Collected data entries
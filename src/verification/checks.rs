//! Built-in verification checks.

use anyhow::{Context, Result};
use appforge_common::{ArtifactType, CheckKind, CheckResult, Issue, Severity};
use async_trait::async_trait;
use regex::Regex;
use serde_json::Value;
use std::collections::HashSet;
use std::path::{Path, PathBuf};
use std::process::Stdio;
use std::sync::LazyLock;
use tokio::process::Command;
use walkdir::WalkDir;

use super::{CheckContext, VerificationCheck};

/// Lines of command output kept in a failure issue.
const OUTPUT_TAIL_LINES: usize = 20;

/// Runs a shell command in the output directory. Used for build, lint and
/// unit tests.
#[derive(Debug, Clone)]
pub struct CommandCheck {
    kind: CheckKind,
    command: Option<String>,
}

impl CommandCheck {
    /// `None` (or a blank command) makes the check report `skip`.
    pub fn new(kind: CheckKind, command: Option<String>) -> Self {
        let command = command.filter(|c| !c.trim().is_empty());
        Self { kind, command }
    }

    pub fn command(&self) -> Option<&str> {
        self.command.as_deref()
    }
}

#[async_trait]
impl VerificationCheck for CommandCheck {
    fn kind(&self) -> CheckKind {
        self.kind
    }

    async fn run(&self, ctx: &CheckContext) -> Result<CheckResult> {
        let Some(command) = &self.command else {
            tracing::debug!(check = %self.kind, "no command configured, skipping");
            return Ok(CheckResult::skip(self.kind));
        };

        let mut cmd = Command::new("sh");
        cmd.arg("-c")
            .arg(command)
            .current_dir(&ctx.output_dir)
            .stdin(Stdio::null())
            .stdout(Stdio::piped())
            .stderr(Stdio::piped())
            .env("APPFORGE_RUN_ID", &ctx.run_id)
            .kill_on_drop(true);
        // Own group, so a timeout or cancellation also reaches `npm`, `tsc`
        // and whatever else the shell started.
        #[cfg(unix)]
        cmd.process_group(0);

        let child = cmd
            .spawn()
            .with_context(|| format!("Failed to spawn `{}`", command))?;
        let group = ProcessGroupGuard::new(child.id());
        let output = child
            .wait_with_output()
            .await
            .with_context(|| format!("Failed to wait for `{}`", command))?;
        group.disarm();

        if output.status.success() {
            return Ok(CheckResult::pass(self.kind));
        }

        let exit = output
            .status
            .code()
            .map(|c| c.to_string())
            .unwrap_or_else(|| "signal".to_string());
        let mut combined = String::from_utf8_lossy(&output.stdout).into_owned();
        combined.push_str(&String::from_utf8_lossy(&output.stderr));
        let tail = output_tail(&combined, OUTPUT_TAIL_LINES);

        let message = if tail.is_empty() {
            format!("`{}` exited with {}", command, exit)
        } else {
            format!("`{}` exited with {}:\n{}", command, exit, tail)
        };
        Ok(CheckResult::fail(self.kind, vec![Issue::high(message)]))
    }
}

/// Kills a command's whole process group when dropped before [`disarm`].
///
/// [`disarm`]: ProcessGroupGuard::disarm
struct ProcessGroupGuard {
    pgid: Option<u32>,
}

impl ProcessGroupGuard {
    fn new(pgid: Option<u32>) -> Self {
        Self { pgid }
    }

    fn disarm(mut self) {
        self.pgid = None;
    }
}

impl Drop for ProcessGroupGuard {
    fn drop(&mut self) {
        if let Some(pgid) = self.pgid {
            kill_group(pgid);
        }
    }
}

#[cfg(unix)]
fn kill_group(pgid: u32) {
    let Ok(pgid) = libc::pid_t::try_from(pgid) else {
        return;
    };
    // SAFETY: killpg only sends a signal; the group was created for this
    // command by `process_group(0)`.
    unsafe {
        libc::killpg(pgid, libc::SIGKILL);
    }
}

#[cfg(not(unix))]
fn kill_group(_pgid: u32) {}

fn output_tail(output: &str, lines: usize) -> String {
    let all: Vec<&str> = output.trim_end().lines().collect();
    let start = all.len().saturating_sub(lines);
    all[start..].join("\n")
}

const HTTP_METHODS: &[&str] = &["GET", "POST", "PUT", "PATCH", "DELETE", "HEAD", "OPTIONS"];

/// Validates the endpoints declared in the stored `api_contract` artifact.
#[derive(Debug, Clone, Copy, Default)]
pub struct ApiSchemaCheck;

impl ApiSchemaCheck {
    /// Issues for an `api_contract` payload.
    pub fn inspect(contract: &Value) -> Vec<Issue> {
        let Some(endpoints) = contract.get("endpoints").and_then(Value::as_array) else {
            return vec![Issue::high("api_contract has no 'endpoints' array")];
        };
        if endpoints.is_empty() {
            return vec![Issue::medium("api_contract declares no endpoints")];
        }

        let mut issues = Vec::new();
        let mut seen = HashSet::new();
        for (index, endpoint) in endpoints.iter().enumerate() {
            let method = endpoint.get("method").and_then(Value::as_str).unwrap_or("");
            let path = endpoint.get("path").and_then(Value::as_str).unwrap_or("");
            let label = format!("endpoint #{} ({} {})", index, method, path);

            let method_upper = method.to_ascii_uppercase();
            let method_ok = HTTP_METHODS.contains(&method_upper.as_str());
            if !method_ok {
                issues.push(Issue::high(format!(
                    "{}: unknown HTTP method '{}'",
                    label, method
                )));
            }
            let path_ok = path.starts_with('/');
            if !path_ok {
                issues.push(Issue::high(format!(
                    "{}: path must start with '/'",
                    label
                )));
            }
            if method_ok && path_ok && !seen.insert((method_upper, path.to_string())) {
                issues.push(Issue::medium(format!("{}: duplicate endpoint", label)));
            }
        }
        issues
    }
}

#[async_trait]
impl VerificationCheck for ApiSchemaCheck {
    fn kind(&self) -> CheckKind {
        CheckKind::ApiSchema
    }

    async fn run(&self, ctx: &CheckContext) -> Result<CheckResult> {
        let issues = match ctx.artifacts.get(&ArtifactType::ApiContract) {
            Some(contract) => Self::inspect(contract),
            None => vec![Issue::high("api_contract artifact is missing")],
        };
        Ok(CheckResult::from_issues(CheckKind::ApiSchema, issues))
    }
}

struct SecretPattern {
    regex: Regex,
    severity: Severity,
    description: &'static str,
}

static SECRET_PATTERNS: LazyLock<Vec<SecretPattern>> = LazyLock::new(|| {
    vec![
        SecretPattern {
            regex: Regex::new(r"-----BEGIN (?:RSA |EC |DSA |OPENSSH |ENCRYPTED )?PRIVATE KEY-----")
                .expect("private key regex is valid"),
            severity: Severity::Critical,
            description: "private key",
        },
        SecretPattern {
            regex: Regex::new(r"\b(?:AKIA|ASIA)[0-9A-Z]{16}\b").expect("access key regex is valid"),
            severity: Severity::Critical,
            description: "AWS access key id",
        },
        SecretPattern {
            regex: Regex::new(
                r#"(?i)\b(?:api[_-]?key|secret(?:[_-]?key)?|password|passwd|access[_-]?token|auth[_-]?token)\b["']?\s*[:=]\s*["'][^"'\s]{8,}["']"#,
            )
            .expect("credential regex is valid"),
            severity: Severity::High,
            description: "hard-coded credential",
        },
    ]
});

/// Directories never scanned.
const SKIPPED_DIRS: &[&str] = &[".git", "node_modules", ".appforge", "target"];

/// Files larger than this are not scanned.
const MAX_SCAN_BYTES: u64 = 1024 * 1024;

/// Scans the generated project for committed secrets.
#[derive(Debug, Clone)]
pub struct SecretScanCheck {
    skipped_dirs: Vec<String>,
}

impl Default for SecretScanCheck {
    fn default() -> Self {
        Self {
            skipped_dirs: SKIPPED_DIRS.iter().map(|d| d.to_string()).collect(),
        }
    }
}

impl SecretScanCheck {
    pub fn skip_dir(mut self, name: &str) -> Self {
        self.skipped_dirs.push(name.to_string());
        self
    }

    /// Scan `root` synchronously. Unreadable or non-UTF-8 files are ignored.
    pub fn scan(&self, root: &Path) -> Vec<Issue> {
        let mut issues = Vec::new();
        let walker = WalkDir::new(root)
            .follow_links(false)
            .into_iter()
            .filter_entry(|entry| {
                !(entry.file_type().is_dir()
                    && entry.depth() > 0
                    && self
                        .skipped_dirs
                        .iter()
                        .any(|d| entry.file_name().to_string_lossy() == d.as_str()))
            });

        for entry in walker.filter_map(|e| e.ok()) {
            if !entry.file_type().is_file() {
                continue;
            }
            if entry.metadata().map(|m| m.len() > MAX_SCAN_BYTES).unwrap_or(true) {
                continue;
            }
            let Ok(content) = std::fs::read_to_string(entry.path()) else {
                continue;
            };
            let relative = relative_display(root, entry.path());
            issues.extend(scan_text(&content, &relative));
        }
        issues
    }
}

fn relative_display(root: &Path, path: &Path) -> String {
    path.strip_prefix(root)
        .unwrap_or(path)
        .to_string_lossy()
        .replace('\\', "/")
}

fn scan_text(content: &str, file: &str) -> Vec<Issue> {
    let mut issues = Vec::new();
    for (line_index, line) in content.lines().enumerate() {
        for pattern in SECRET_PATTERNS.iter() {
            if let Some(found) = pattern.regex.find(line) {
                issues.push(
                    Issue::new(
                        pattern.severity,
                        format!("possible {} committed", pattern.description),
                    )
                    .with_file(file)
                    .at(line_index as u32 + 1, found.start() as u32 + 1),
                );
            }
        }
    }
    issues
}

#[async_trait]
impl VerificationCheck for SecretScanCheck {
    fn kind(&self) -> CheckKind {
        CheckKind::SecurityScan
    }

    async fn run(&self, ctx: &CheckContext) -> Result<CheckResult> {
        let root: PathBuf = ctx.output_dir.clone();
        if !root.is_dir() {
            anyhow::bail!("output directory {} does not exist", root.display());
        }
        let scanner = self.clone();
        let issues = tokio::task::spawn_blocking(move || scanner.scan(&root))
            .await
            .context("secret scan task panicked")?;
        Ok(CheckResult::from_issues(CheckKind::SecurityScan, issues))
    }
}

## Task to carry out
Please print exactly what appears from the first line of the data through the line with "let Some(command) = &self.command", including both of those lines and nothing past them.

## Result
filename src/verification/checks.rs
//! Built-in verification checks.

use anyhow::{Context, Result};
use appforge_common::{ArtifactType, CheckKind, CheckResult, Issue, Severity};
use async_trait::async_trait;
use regex::Regex;
use serde_json::Value;
use std::collections::HashSet;
use std::path::{Path, PathBuf};
use std::process::Stdio;
use std::sync::LazyLock;
use tokio::process::Command;
use walkdir::WalkDir;

use super::{CheckContext, VerificationCheck};

/// Lines of command output kept in a failure issue.
const OUTPUT_TAIL_LINES: usize = 20;

/// Runs a shell command in the output directory. Used for build, lint and
/// unit tests.
#[derive(Debug, Clone)]
pub struct CommandCheck {
    kind: CheckKind,
    command: Option<String>,
}

impl CommandCheck {
    /// `None` (or a blank command) makes the check report `skip`.
    pub fn new(kind: CheckKind, command: Option<String>) -> Self {
        let command = command.filter(|c| !c.trim().is_empty());
        Self { kind, command }
    }

    pub fn command(&self) -> Option<&str> {
        self.command.as_deref()
    }
}

#[async_trait]
impl VerificationCheck for CommandCheck {
    fn kind(&self) -> CheckKind {
        self.kind
    }

    async fn run(&self, ctx: &CheckContext) -> Result<CheckResult> {
        let Some(command) = &self.command else {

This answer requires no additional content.